Failure Modes & Safe Defaults
Governance systems must define behavior when components fail. The choice between fail-closed (block operations) and fail-open (allow operations) depends on your threat model and operational requirements.
What failure modes exist?
The governance boundary can fail in several ways, each requiring defined behavior:
Boundary Unavailable
The governance boundary process is down, crashed, or unreachable. Operations cannot be evaluated.
Policy Load Failure
The policy artifact cannot be loaded, parsed, or verified. Boundary cannot determine how to evaluate operations.
Measurement Failure
Subject measurement cannot be completed. Can't compute hash, file missing, or measurement timeout.
Receipt Persistence Failure
Receipt cannot be written to the chain. Storage full, I/O error, or signing key unavailable.
Time Attestation Failure
TSA is unreachable or returns error. Cannot obtain trusted timestamp for receipt.
What is fail-closed?
Fail-closed blocks operations when the governance system cannot evaluate them. This prioritizes security over availability.
When to Use Fail-Closed
- ✓High-risk operations (financial, safety-critical)
- ✓Regulatory requirements mandate audit trail
- ✓Untrusted execution environment
- ✓Zero-tolerance security posture
Tradeoffs
- ✕Availability impact during failures
- ✕Denial-of-service risk if boundary attacked
- ✕Cascading failures possible
- ✕Requires high-availability boundary
What is fail-open?
Fail-open allows operations to proceed when governance cannot evaluate them. This prioritizes availability over security.
When to Use Fail-Open
- ✓Availability-critical systems
- ✓Governance is advisory, not mandatory
- ✓Trusted execution environment
- ✓Compensating controls exist
Tradeoffs
- ✕Ungoverned operations during failure
- ✕Audit trail gaps
- ✕Potential compliance issues
- ✕Must track DEGRADED state
How do I configure failure behavior?
The policy artifact defines failure behavior per failure mode:
"failure_policy": {
"boundary_unavailable": "FAIL_CLOSED",
"policy_load_failure": "FAIL_CLOSED",
"measurement_failure": "BLOCK_AND_ALERT",
"receipt_persistence_failure": "CONTINUE_DEGRADED",
"time_attestation_failure": "CONTINUE_DEGRADED",
"degraded_behavior": {
"max_operations": 100, // Max ungoverned ops
"max_duration_seconds": 300, // Max degraded time
"on_limit_reached": "FAIL_CLOSED"
},
"recovery": {
"auto_retry_interval_ms": 5000,
"max_retries": 3,
"on_recovery": "EMIT_RECOVERY_RECEIPT"
}
}What are the degraded states?
When operating in degraded mode, the system should clearly mark the condition:
- ■DEGRADED_LOCAL: TSA unavailable, using local timestamps
- ■DEGRADED_MEASUREMENT: Partial measurement, some files inaccessible
- ■DEGRADED_PERSISTENCE: Receipts buffered in memory, not yet persisted
- ■UNGOVERNED: Boundary bypassed, no evaluation occurred
Frequently asked questions
Can I mix fail-open and fail-closed?
Yes. Configure different behaviors for different failure modes. For example: fail-closed for policy load failures, but continue-degraded for TSA failures.
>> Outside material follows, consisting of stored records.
// 该文件是 Chewei （车位） 项目的一部分。
// src/occupancy.rs - 占用判定策略与车位结果
//
// 本文件根据 Apache 许可证第 2.0 版（以下简称“许可证”）授权使用；
// 除非遵守该许可证条款，否则您不得使用本文件。
// 您可通过以下网址获取许可证副本：
// http://www.apache.org/licenses/LICENSE-2.0
// 除非适用法律要求或书面同意，根据本许可协议分发的软件均按“原样”提供，
// 不附带任何形式的明示或暗示的保证或条件。
// 有关许可权限与限制的具体条款，请参阅本许可协议。
//
// Copyright (C) 2026 Johann Li <me@qinka.pro>, Wareless Group

use serde::Serialize;

use crate::model::PixelBox;

/// 车位占用状态，`Empty < Occupied`
#[derive(Debug, Clone, Copy, PartialEq, Eq, PartialOrd, Ord, Hash, Serialize)]
#[serde(rename_all = "lowercase")]
pub enum OccupancyStatus {
  Empty,
  Occupied,
}

impl OccupancyStatus {
  pub fn as_str(&self) -> &'static str {
    match self {
      OccupancyStatus::Empty => "empty",
      OccupancyStatus::Occupied => "occupied",
    }
  }
}

impl std::fmt::Display for OccupancyStatus {
  fn fmt(&self, f: &mut std::fmt::Formatter<'_>) -> std::fmt::Result {
    f.write_str(self.as_str())
  }
}

/// 概率严格大于阈值时判为占用，等于阈值判为空闲
pub fn decide(probability: f32, threshold: f32) -> OccupancyStatus {
  if probability > threshold {
    OccupancyStatus::Occupied
  } else {
    OccupancyStatus::Empty
  }
}

/// 单个车位的分类结果
#[derive(Debug, Clone, Copy, PartialEq, Serialize)]
pub struct SlotResult {
  /// 裁剪到图像范围内的边界框
  pub bbox: PixelBox,
  pub detector_confidence: f32,
  pub occupancy_probability: f32,
  pub status: OccupancyStatus,
}

impl SlotResult {
  pub fn is_occupied(&self) -> bool {
    self.status == OccupancyStatus::Occupied
  }
}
How do auditors know about degraded periods?
The evidence bundle includes degraded state markers in receipts. The verifier outputs PASS_WITH_CAVEATS and lists the degraded periods with their reason codes.
What if the boundary recovers mid-operation?
Emit a RECOVERY receipt marking the transition. Operations started during degraded mode remain degraded; new operations are fully governed.